__What you will do__:
Please report every line in the material below where the word "Instant" is found.

__Study material__:
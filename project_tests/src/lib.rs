//! Shared fixtures for the integration tests: an in-process WebSocket server
//! standing in for the telemetry backend, and a polling condition helper.

use std::net::SocketAddr;
use std::sync::atomic::{AtomicUsize, Ordering};
use std::sync::Arc;
use std::time::Duration;

use futures_util::{SinkExt, StreamExt};
use tokio::net::TcpListener;
use tokio::sync::mpsc;
use tokio::time::Instant;
use tokio_tungstenite::accept_async;
use tokio_tungstenite::tungstenite::protocol::Message;

/// Handle to one running mock telemetry server.
pub struct MockTelemetryServer {
    /// Bound address; connect the client to `ws://{addr}`.
    pub addr: SocketAddr,
    /// Frames pushed here are delivered to the connected client.
    pub frames: mpsc::UnboundedSender<String>,
    /// Text frames the client sent upstream (register, ping).
    pub inbound: mpsc::UnboundedReceiver<String>,
    /// Number of WebSocket sessions accepted so far.
    pub connections: Arc<AtomicUsize>,
}

impl MockTelemetryServer {
    /// `ws://` endpoint for this server.
    pub fn url(&self) -> String {
        format!("ws://{}", self.addr)
    }

    /// Sessions accepted so far.
    pub fn session_count(&self) -> usize {
        self.connections.load(Ordering::SeqCst)
    }
}

/// Starts a mock server that accepts one session at a time, forwards pushed
/// frames downstream and records everything the client sends upstream.
pub async fn start_mock_server() -> MockTelemetryServer {
    let listener = TcpListener::bind("127.0.0.1:0").await.expect("bind mock server");
    let addr = listener.local_addr().expect("mock server local addr");
    let (frame_tx, mut frame_rx) = mpsc::unbounded_channel::<String>();
    let (inbound_tx, inbound_rx) = mpsc::unbounded_channel::<String>();
    let connections = Arc::new(AtomicUsize::new(0));
    let counter = Arc::clone(&connections);

    tokio::spawn(async move {
        loop {
            let Ok((stream, _)) = listener.accept().await else {
                break;
            };
            counter.fetch_add(1, Ordering::SeqCst);
            let Ok(mut ws) = accept_async(stream).await else {
                continue;
            };
            loop {
                tokio::select! {
                    frame = frame_rx.recv() => match frame {
                        Some(frame) => {
                            if ws.send(Message::Text(frame.into())).await.is_err() {
                                break;
                            }
                        }
                        None => {
                            // Test dropped the sender: close and stop serving.
                            let _ = ws.close(None).await;
                            return;
                        }
                    },
                    msg = ws.next() => match msg {
                        Some(Ok(Message::Text(text))) => {
                            let _ = inbound_tx.send(text.to_string());
                        }
                        Some(Ok(_)) => {}
                        _ => break,
                    }
                }
            }
        }
    });

    MockTelemetryServer {
        addr,
        frames: frame_tx,
        inbound: inbound_rx,
        connections,
    }
}

/// Polls a condition until it holds or the timeout elapses.
pub async fn wait_for<F: Fn() -> bool>(cond: F, timeout: Duration) -> bool {
    let deadline = Instant::now() + timeout;
    while Instant::now() < deadline {
        if cond() {
            return true;
        }
        tokio::time::sleep(Duration::from_millis(25)).await;
    }
    cond()
}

__Solved exercise__:
use tokio::time::Instant;
    let deadline = Instant::now() + timeout;
    while Instant::now() < deadline {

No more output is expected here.